Своей работой, опытом, удачей и неудачей Бутлеров неизменно делился не только с русскими пчеловодами, но и с иностранными, ведя переписку, печатая статьи, участвуя в выставках. Страстно пропагандировал и доказывал он, какое имеет значение для благосостояния русского крестьянства пчеловодство, не требующее больших затрат для начала, но дающее постоянный и серьезный дополнительный доход.
В Казани и во многих других городах Бутлеров прочитал много лекций по пчеловодству. Выступая перед широкой аудиторией, Александр Михайлович завоевал себе репутацию блестящего популяризатора. И здесь и в университете, на кафедре, он чувствовал себя как дома. Прочитанные им в Казани лекции по химии для широкой публики сопровождались такими необычайно эффектными опытами, что Клаус называл их «блестящими опытами» и рекомендовал слушать популярный курс по химии, читанный Бутлеровым, не только студентам, но и профессорам.

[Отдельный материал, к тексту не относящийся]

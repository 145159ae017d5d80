//! Common upstream provider types

use serde::{Deserialize, Deserializer};
use serde_json::Value;
use thiserror::Error;

/// Failure reported by an upstream market-data provider
#[derive(Error, Debug, Clone, PartialEq)]
pub enum ProviderError {
    /// Provider answered with a non-success HTTP status
    #[error("Provider returned status {status}")]
    Status { status: u16, details: Value },

    /// Provider answered but the requested instrument was not in the payload
    #[error("Symbol {symbol} not present in provider response")]
    NotFound {
        symbol: String,
        available: Vec<String>,
    },

    /// Transport failure or undecodable payload
    #[error("{0}")]
    Transport(String),
}

impl From<reqwest::Error> for ProviderError {
    fn from(err: reqwest::Error) -> Self {
        ProviderError::Transport(err.to_string())
    }
}

/// Decode a JSON `null` the same way as an absent field.
/// Pair with `#[serde(default)]`.
pub fn null_as_default<'de, D, T>(deserializer: D) -> Result<T, D::Error>
where
    D: Deserializer<'de>,
    T: Default + Deserialize<'de>,
{
    Ok(Option::<T>::deserialize(deserializer)?.unwrap_or_default())
}

/// Round to two decimal places
pub fn round2(value: f64) -> f64 {
    (value * 100.0).round() / 100.0
}
//! Portfolio session state
//!
//! The session is the only owner of the displayed portfolio. Loads go
//! through a [`LoadGuard`]: at most one load is in flight, and the entry
//! vector is swapped in whole when the load commits.
//!
//! ```text
//! Empty ──begin_load──> Loading ──commit──> Loaded
//!   ^                      │                  │
//!   └───── clear ──────────┼──────────────────┘
//!          (guard dropped: back to previous state)
//! ```

use crate::error::{AppError, Result};
use crate::portfolio::types::PortfolioEntry;
use parking_lot::RwLock;
use serde::Serialize;
use std::sync::Arc;
use uuid::Uuid;

/// Session lifecycle state
#[derive(Debug, Clone, Copy, PartialEq, Eq, Serialize)]
#[serde(rename_all = "lowercase")]
pub enum SessionStatus {
    Empty,
    Loading,
    Loaded,
}

/// Immutable view of the session
#[derive(Debug, Clone)]
pub struct SessionSnapshot {
    pub status: SessionStatus,
    pub batch_id: Option<Uuid>,
    pub entries: Arc<Vec<PortfolioEntry>>,
    pub last_error: Option<String>,
}

impl SessionSnapshot {
    pub fn is_loading(&self) -> bool {
        self.status == SessionStatus::Loading
    }
}

#[derive(Debug)]
struct SessionInner {
    status: SessionStatus,
    batch_id: Option<Uuid>,
    entries: Arc<Vec<PortfolioEntry>>,
    last_error: Option<String>,
}

/// Portfolio session shared by the pipeline operations
#[derive(Debug)]
pub struct PortfolioSession {
    inner: RwLock<SessionInner>,
}

impl Default for PortfolioSession {
    fn default() -> Self {
        Self::new()
    }
}

impl PortfolioSession {
    pub fn new() -> Self {
        Self {
            inner: RwLock::new(SessionInner {
                status: SessionStatus::Empty,
                batch_id: None,
                entries: Arc::new(Vec::new()),
                last_error: None,
            }),
        }
    }

    pub fn status(&self) -> SessionStatus {
        self.inner.read().status
    }

    pub fn snapshot(&self) -> SessionSnapshot {
        let inner = self.inner.read();
        SessionSnapshot {
            status: inner.status,
            batch_id: inner.batch_id,
            entries: inner.entries.clone(),
            last_error: inner.last_error.clone(),
        }
    }

    /// Enter `Loading`. Fails with [`AppError::Busy`] if a load is in flight.
    pub fn begin_load(&self) -> Result<LoadGuard<'_>> {
        let mut inner = self.inner.write();
        if inner.status == SessionStatus::Loading {
            return Err(AppError::Busy);
        }

        let previous = inner.status;
        inner.status = SessionStatus::Loading;
        tracing::debug!("Session {:?} -> Loading", previous);

        Ok(LoadGuard {
            session: self,
            previous,
            entries: inner.entries.clone(),
            committed: false,
        })
    }

    /// Record an upload-level error without changing state
    pub fn record_error(&self, message: impl Into<String>) {
        self.inner.write().last_error = Some(message.into());
    }

    /// Discard the portfolio. Fails with [`AppError::Busy`] while loading.
    pub fn clear(&self) -> Result<()> {
        let mut inner = self.inner.write();
        if inner.status == SessionStatus::Loading {
            return Err(AppError::Busy);
        }

        inner.status = SessionStatus::Empty;
        inner.batch_id = None;
        inner.entries = Arc::new(Vec::new());
        inner.last_error = None;
        tracing::info!("Portfolio cleared");
        Ok(())
    }
}

/// Exclusive right to replace the session's entries
#[derive(Debug)]
pub struct LoadGuard<'a> {
    session: &'a PortfolioSession,
    previous: SessionStatus,
    entries: Arc<Vec<PortfolioEntry>>,
    committed: bool,
}

impl<'a> LoadGuard<'a> {
    /// Entries as they were when the load began
    pub fn entries(&self) -> &[PortfolioEntry] {
        &self.entries
    }

    pub fn previous_status(&self) -> SessionStatus {
        self.previous
    }

    /// Replace all entries and enter `Loaded`
    pub fn commit(mut self, entries: Vec<PortfolioEntry>) -> SessionSnapshot {
        {
            let mut inner = self.session.inner.write();
            let batch_id = entries.first().map(|e| e.batch_id).or(inner.batch_id);
            inner.batch_id = batch_id;
            inner.entries = Arc::new(entries);
            inner.status = SessionStatus::Loaded;
            inner.last_error = None;
        }
        self.committed = true;
        self.session.snapshot()
    }
}

impl Drop for LoadGuard<'_> {
    fn drop(&mut self) {
        if !self.committed {
            let mut inner = self.session.inner.write();
            inner.status = self.previous;
            tracing::debug!("Load abandoned, session back to {:?}", self.previous);
        }
    }
}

Несколько лекций прочел он и в ближайших к Бутлеровке больших селах. В Казани Александр Михайлович был членом земского собрания и депутатом от Спасского уезда. Основной заботой его как земского деятеля было учреждение новых сельских школ, и многие из них были обязаны своим учреждением его энергии.
Не удалось ему построить пчеловодную школу в Бутлеровке, о чем он часто мечтал. Эту школу в память отца начал строить, но не достроил Михаил Александрович Бутлеров — его старший сын.
Н. П. Вагнер, между прочим, упоминает, что он заинтересовал пчелами своего друга в одну из своих поездок в Бутлеровку. Вагнер занимался тогда анатомией тарантулов, которых водилось очень много и в бутлеровском саду и в его окрестностях. Александр Михайлович с большим увлечением помогал приятелю в этом деле. Одновременно Вагнер готовил большой труд по анатомии пчел и вел также наблюдения над их жизнью и работой в ульях.
По просьбе Вагнера Александр Михайлович сделал специальный улей, приспособленный для наблюдений, и так увлекся пчеловодством, что уже потом не оставлял его До конца жизни.
В Бутлеровке, таким образом, только изменялся характер деятельности ученого.
Ранним утром, на беговых дрожках, сам правя лошадью, Александр Михайлович отправлялся в поле, в деревню, в базарное село. С полудня до вечера он был на пасеке, в саду, во дворе.
Послеобеденному отдыху Александр Михайлович предпочитал охоту: отличный стрелок, неутомимый пешеход, он и в молодости и в зрелые годы легко исхаживал такие пространства, что сопровождавшая его охотничья собака возвращалась в полном изнеможении, а сыновья и племянники отказывались охотиться вместе с ним. Он был удивительно «легок на подъем», и ему ничего не стоило вдруг собраться на неделю или две в Уфимскую или Самарскую губернии к Аксаковым поохотиться.
С такой же легкостью отправлялся он в поездки по России, Крыму, Кавказу, и за границу, в последние годы чаще всего на пчеловодные выставки или съезды.